FAQs about virtual cards
A virtual card is a unique 16-digit card number generated for a specific vendor, transaction, user, or time window, with its own CVV, expiration date, and spending controls. It works wherever credit cards are accepted online or via digital wallets, but because the virtual card number is segmented from the rest of your card program, compromised card details at one merchant won't expose any others. Finance teams use virtual cards to add a layer of security, enforce per-vendor limits, and keep vendor spend visible and contained from the moment of purchase.
The baseline includes unique card numbers per vendor, instant freeze and cancellation, merchant category restrictions, per-card limits, and real-time monitoring with configurable alerts. Tokenization for digital payments, CVV controls, and audit trails round out a strong program. For multi-vendor procurement, vendor-locked cards and line-item GL coding offer the best protection against both external fraud and unauthorized internal spend.
Yes. You can issue a dedicated virtual card for each recurring vendor with a preset limit matching the expected charge, giving you clear visibility into subscription spend, automatic flagging when charges exceed expected amounts, and the option to instantly cancel a vendor by closing the card. Each card maps to a single GL line, which keeps reconciliation clean.
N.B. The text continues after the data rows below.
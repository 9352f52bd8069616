//! Reference tables: lakes, project types and protocols.

use crate::geo::Envelope;
use serde::{Deserialize, Serialize};

#[derive(Debug, Clone, PartialEq, Serialize, Deserialize)]
pub struct Lake {
    pub id: i64,
    pub abbrev: String,
    pub lake_name: String,
    /// Sample points uploaded for projects on this lake must fall inside.
    pub envelope: Option<Envelope>,
}

#[derive(Debug, Clone, PartialEq, Eq, Serialize, Deserialize)]
pub struct ProjectType {
    pub id: i64,
    pub project_type: String,
    pub scope: String,
    pub field_component: bool,
}

#[derive(Debug, Clone, PartialEq, Eq, Serialize, Deserialize)]
pub struct Protocol {
    pub id: i64,
    pub protocol: String,
    pub abbrev: String,
    pub deprecated: bool,
}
Most providers follow a similar process: create an account, complete business verification using the legal entity name, tax ID (EIN), business address, and incorporation documents, then go through an underwriting step. Many use alternative underwriting that looks at bank account balance and monthly revenue alongside or in place of credit scores, which speeds approval. With Order.co, established businesses typically complete onboarding and receive cards within a few business days, and unlimited cards can be issued thereafter with no per-card fee.